Anti-aquaporin 4 antibody in Japanese multiple sclerosis: the presence of optic-spinal multiple sclerosis without long spinal cord lesions and anti-aquaporin 4 antibody

Background: Anti- aquaporin 4 ( AQP4) antibodies were found in patients with neuromyelitis optica ( NMO) and Japanese optic - spinal multiple sclerosis ( OSMS). Objective: To review the clinical features and investigate antiAQP4 antibodies of Japanese patients with multiple sclerosis ( MS), with or without long spinal cord lesions ( LCL). Methods: Anti- AQP4 antibodies were examined in the sera of 128 consecutive Japanese patients by the immunofluorescence method using AQP4 transfected cells.
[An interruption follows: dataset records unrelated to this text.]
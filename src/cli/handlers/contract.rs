//! Contract commands

use super::common::HandlerContext;
use crate::accounting::{ContractTimeAccounting, RenewOptions, build_report, export_time_spents_csv, format_duration, renew};
use crate::auth::permission::{ORGA_MANAGE_CONTRACTS, ORGA_SEE_CONTRACTS};
use crate::cli::output::OutputFormatter;
use crate::core::{Contract, ContractBuilder, Organization, Ticket};
use crate::error::{BiletoError, Result};
use crate::storage::{Lookups, Repository};
use chrono::{NaiveDate, Utc};
use std::fs::File;
use std::io;

/// Parameters for `contract add`
pub struct ContractParams<'a> {
    pub name: &'a str,
    pub org: &'a str,
    pub start: &'a str,
    pub end: &'a str,
    pub max_hours: u32,
    pub unit: u32,
    pub hours_alert: u32,
    pub date_alert: u32,
    pub notes: Option<&'a str>,
}

fn parse_date(value: &str) -> Result<NaiveDate> {
    NaiveDate::parse_from_str(value.trim(), "%Y-%m-%d").map_err(|_| {
        BiletoError::InvalidInput(format!("Invalid date: {value}. Use the YYYY-MM-DD format"))
    })
}

fn today() -> NaiveDate {
    Utc::now().date_naive()
}

/// Load a contract the user may see, with its organization
fn visible_contract(ctx: &HandlerContext, reference: &str, permission: &str) -> Result<(Contract, Organization)> {
    let contract = ctx.contract(reference)?;
    let organization = ctx.storage.load::<Organization>(&contract.organization_id)?;
    ctx.member(permission, &organization)?;
    Ok((contract, organization))
}

pub fn handle_contract_add(ctx: &HandlerContext, params: ContractParams<'_>, output: &OutputFormatter) -> Result<()> {
    let organization = ctx.organization(params.org)?;
    ctx.member(ORGA_MANAGE_CONTRACTS, &organization)?;

    let contract = ContractBuilder::new(organization.id.clone())
        .name(params.name.trim())
        .period(parse_date(params.start)?, parse_date(params.end)?)
        .max_hours(params.max_hours)
        .time_accounting_unit(params.unit)
        .hours_alert(params.hours_alert)
        .date_alert(params.date_alert)
        .notes(params.notes.unwrap_or_default())
        .build();
    contract.validate()?;
    ctx.storage.save(&contract)?;
    tracing::info!(contract = %contract.name, organization = %organization.name, "contract created");

    if output.is_json() {
        output.print_json(&contract)?;
    } else {
        output.success(&format!("Created contract '{}' for {}", contract.name, organization.name));
        output.info(&format!(
            "{} to {}, {}h",
            contract.start_at, contract.end_at, contract.max_hours
        ));
    }
    Ok(())
}

/// Handler for `contract list`, restricted to the organizations whose
/// contracts the user may see
pub fn handle_contract_list(ctx: &HandlerContext, org: Option<&str>, output: &OutputFormatter) -> Result<()> {
    let user = ctx.session()?;
    let organizations = match org {
        Some(reference) => {
            let organization = ctx.organization(reference)?;
            ctx.member(ORGA_SEE_CONTRACTS, &organization)?;
            vec![organization]
        },
        None => ctx
            .visible_organizations(&user)?
            .into_iter()
            .filter(|o| ctx.member(ORGA_SEE_CONTRACTS, o).is_ok())
            .collect(),
    };

    let accounting = ContractTimeAccounting::new(&ctx.storage);
    let today = today();
    let mut rows = Vec::new();
    for organization in &organizations {
        for contract in ctx.storage.contracts_of(organization)? {
            let consumed = accounting.consumed(&contract.id)?;
            rows.push((organization.name.clone(), contract, consumed));
        }
    }

    if output.is_json() {
        let contracts: Vec<_> = rows
            .iter()
            .map(|(organization, contract, consumed)| {
                serde_json::json!({
                    "organization": organization,
                    "contract": contract,
                    "status": contract.status(today, *consumed),
                    "consumed_minutes": consumed,
                })
            })
            .collect();
        return output.print_json(&contracts);
    }
    if rows.is_empty() {
        output.info("No contracts");
        return Ok(());
    }
    for (organization, contract, consumed) in &rows {
        output.info(&format!(
            "{} ({organization}) [{}] {} to {}, {} / {}h",
            contract.name,
            contract.status(today, *consumed),
            contract.start_at,
            contract.end_at,
            format_duration(*consumed),
            contract.max_hours
        ));
    }
    Ok(())
}

pub fn handle_contract_show(ctx: &HandlerContext, reference: &str, output: &OutputFormatter) -> Result<()> {
    let (contract, organization) = visible_contract(ctx, reference, ORGA_SEE_CONTRACTS)?;
    let report = build_report(&ctx.storage, &contract, today())?;

    if output.is_json() {
        return output.print_json(&serde_json::json!({
            "organization": organization.name,
            "contract": contract,
            "report": report,
        }));
    }

    output.title(&format!("{} ({})", contract.name, organization.name));
    output.field("Status", &report.status.to_string());
    output.field("Period", &format!("{} to {}", contract.start_at, contract.end_at));
    output.field(
        "Consumed",
        &format!(
            "{} / {}h ({:.0}%)",
            format_duration(report.consumed_minutes),
            contract.max_hours,
            report.consumption_percent
        ),
    );
    output.field("Remaining", &format_duration(report.remaining_minutes));
    if contract.time_accounting_unit > 0 {
        output.field("Accounting unit", &format!("{}m", contract.time_accounting_unit));
    }
    if report.alerts.hours {
        output.warning(&format!("More than {}% of the hours are consumed", contract.hours_alert));
    }
    if report.alerts.date {
        output.warning(&format!("The contract ends in less than {} day(s)", contract.date_alert));
    }
    if !contract.notes.is_empty() {
        output.field("Notes", &contract.notes);
    }
    for usage in &report.tickets {
        output.info(&format!(
            "  #{} {}: {} (real {})",
            usage.number,
            usage.title,
            format_duration(usage.accounted_minutes),
            format_duration(usage.real_minutes)
        ));
    }
    Ok(())
}

/// Handler for `contract renew`
///
/// With `--attach-open-tickets` the open tickets of the former contract are
/// moved to the new one.
pub fn handle_contract_renew(
    ctx: &HandlerContext,
    reference: &str,
    name: Option<&str>,
    max_hours: Option<u32>,
    end: Option<&str>,
    attach_open_tickets: bool,
    output: &OutputFormatter,
) -> Result<()> {
    let (contract, organization) = visible_contract(ctx, reference, ORGA_MANAGE_CONTRACTS)?;

    let renewed = renew(
        &contract,
        RenewOptions {
            name: name.map(str::to_string),
            max_hours,
            end_at: end.map(parse_date).transpose()?,
        },
    )?;
    ctx.storage.save(&renewed)?;

    let mut attached = Vec::new();
    if attach_open_tickets {
        let accounting = ContractTimeAccounting::new(&ctx.storage);
        let tickets = ctx
            .storage
            .find::<Ticket, _>(|t| t.is_open() && t.contract_ids.contains(&contract.id))?;
        for mut ticket in tickets {
            accounting.attach_contract(&mut ticket, &renewed)?;
            attached.push(ticket.number);
        }
    }
    attached.sort_unstable();
    tracing::info!(from = %contract.name, to = %renewed.name, tickets = attached.len(), "contract renewed");

    if output.is_json() {
        output.print_json(&serde_json::json!({
            "status": "success",
            "contract": renewed,
            "attached_tickets": attached,
        }))?;
    } else {
        output.success(&format!(
            "Renewed '{}' as '{}' for {}",
            contract.name, renewed.name, organization.name
        ));
        output.info(&format!(
            "{} to {}, {}h",
            renewed.start_at, renewed.end_at, renewed.max_hours
        ));
        if !attached.is_empty() {
            output.info(&format!("Attached {} open ticket(s)", attached.len()));
        }
    }
    Ok(())
}

/// Handler for `contract export`: time spent as CSV, to a file or stdout
pub fn handle_contract_export(
    ctx: &HandlerContext,
    reference: &str,
    path: Option<&str>,
    output: &OutputFormatter,
) -> Result<()> {
    let (contract, _) = visible_contract(ctx, reference, ORGA_SEE_CONTRACTS)?;

    match path {
        Some(path) => {
            let rows = export_time_spents_csv(&ctx.storage, &contract, File::create(path)?)?;
            if output.is_json() {
                output.print_json(&serde_json::json!({
                    "status": "success",
                    "contract": contract.name,
                    "rows": rows,
                    "path": path,
                }))?;
            } else {
                output.success(&format!("Exported {rows} time spent entr(y/ies) to {path}"));
            }
        },
        None => {
            export_time_spents_csv(&ctx.storage, &contract, io::stdout().lock())?;
        },
    }
    Ok(())
}

#[cfg(test)]
mod tests {
    use super::*;
    use crate::cli::handlers::handle_time_add;
    use crate::test_utils::TestProject;
    use chrono::Duration;

    const ALIX: &str = "alix@acme.com";

    fn day(offset: i64) -> String {
        (today() + Duration::days(offset)).format("%Y-%m-%d").to_string()
    }

    fn params<'a>(start: &'a str, end: &'a str) -> ContractParams<'a> {
        ContractParams {
            name: "Support",
            org: "Acme",
            start,
            end,
            max_hours: 10,
            unit: 15,
            hours_alert: 80,
            date_alert: 0,
            notes: Some("Business hours only"),
        }
    }

    fn project() -> TestProject {
        let project = TestProject::new();
        project.add_organization("Acme", "acme.com");
        project.add_user(ALIX, None);
        let (start, end) = (day(-10), day(20));
        handle_contract_add(&project.context(None), params(&start, &end), &project.output).unwrap();
        project
    }

    #[test]
    fn test_parse_date() {
        assert_eq!(
            parse_date("2024-03-01").unwrap(),
            NaiveDate::from_ymd_opt(2024, 3, 1).unwrap()
        );
        assert!(matches!(parse_date("01/03/2024"), Err(BiletoError::InvalidInput(_))));
    }

    #[test]
    fn test_requester_cannot_add_contracts() {
        let project = project();
        let alix = project.context(Some(ALIX));
        let (start, end) = (day(0), day(30));
        let result = handle_contract_add(&alix, params(&start, &end), &project.output);
        assert!(matches!(result, Err(BiletoError::PermissionDenied { .. })));
    }

    #[test]
    fn test_contract_end_must_follow_start() {
        let project = project();
        let (start, end) = (day(5), day(1));
        let result = handle_contract_add(&project.context(None), params(&start, &end), &project.output);
        assert!(matches!(result, Err(BiletoError::Validation(_))));
    }

    #[test]
    fn test_renew_attaches_open_tickets() {
        let project = project();
        let ticket = project.open_ticket(ALIX, "Server room");
        assert_eq!(ticket.contract_ids.len(), 1);

        let admin = project.context(None);
        handle_contract_renew(&admin, "Support", Some("Support next"), None, None, true, &project.output).unwrap();

        let renewed = admin.contract("Support next").unwrap();
        assert_eq!(renewed.start_at, today() + Duration::days(21));
        assert_eq!(renewed.max_hours, 10);
        let ticket = admin.storage.load::<Ticket>(&ticket.id).unwrap();
        assert!(ticket.contract_ids.contains(&renewed.id));
    }

    #[test]
    fn test_export_time_spent() {
        let project = project();
        let ticket = project.open_ticket(ALIX, "Backup failed");
        let admin = project.context(None);
        handle_time_add(&admin, &ticket.number.to_string(), "10m", &project.output).unwrap();

        let path = project.project_root.join("support.csv");
        handle_contract_export(&admin, "Support", path.to_str(), &project.output).unwrap();

        let content = std::fs::read_to_string(&path).unwrap();
        let mut lines = content.lines();
        assert_eq!(lines.next(), Some("date,ticket,title,author,real_time,time"));
        let row = lines.next().unwrap();
        assert!(row.contains("Backup failed"));
        assert!(row.ends_with(",10,15"));
    }
}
Results: The 45 LCL- MS patients included 28 with a long spinal cord lesion extending contiguously over three vertebral segments on sagittal T2 weighted images ( long T2 lesion) and 17 with segmental cord atrophy extending more than three vertebral segments. We identified 25 patients with anti- AQP4 antibody with LCL and anti- AQP4 antibody. Anti- AQP4 antibody was found in 12/ 17 ( 70.6%) LCL- MS patients with segmental cord atrophy, and in 13/ 28 ( 46.4%) LCL- MS patients without segmental long cord atrophy ( p = 0.135, Fisher's exact test). Seropositive MS patients with LCL had more relapses than seronegative patients ( p = 0.0004, Mann Whitney U test). 9 patients with OSMS were negative for antiAQP4 antibody who did not show LCL. Conclusion: These results suggest that an anti- AQP4 antibody is found not only in MS patients with long T2 lesions but also in patients with segmental cord atrophy extending more than three vertebral segments. It is a marker of LCL- MS showing frequent exacerbations. Japanese OSMS cases comprised those that were identical to NMO cases and those that were more closely related to classic MS.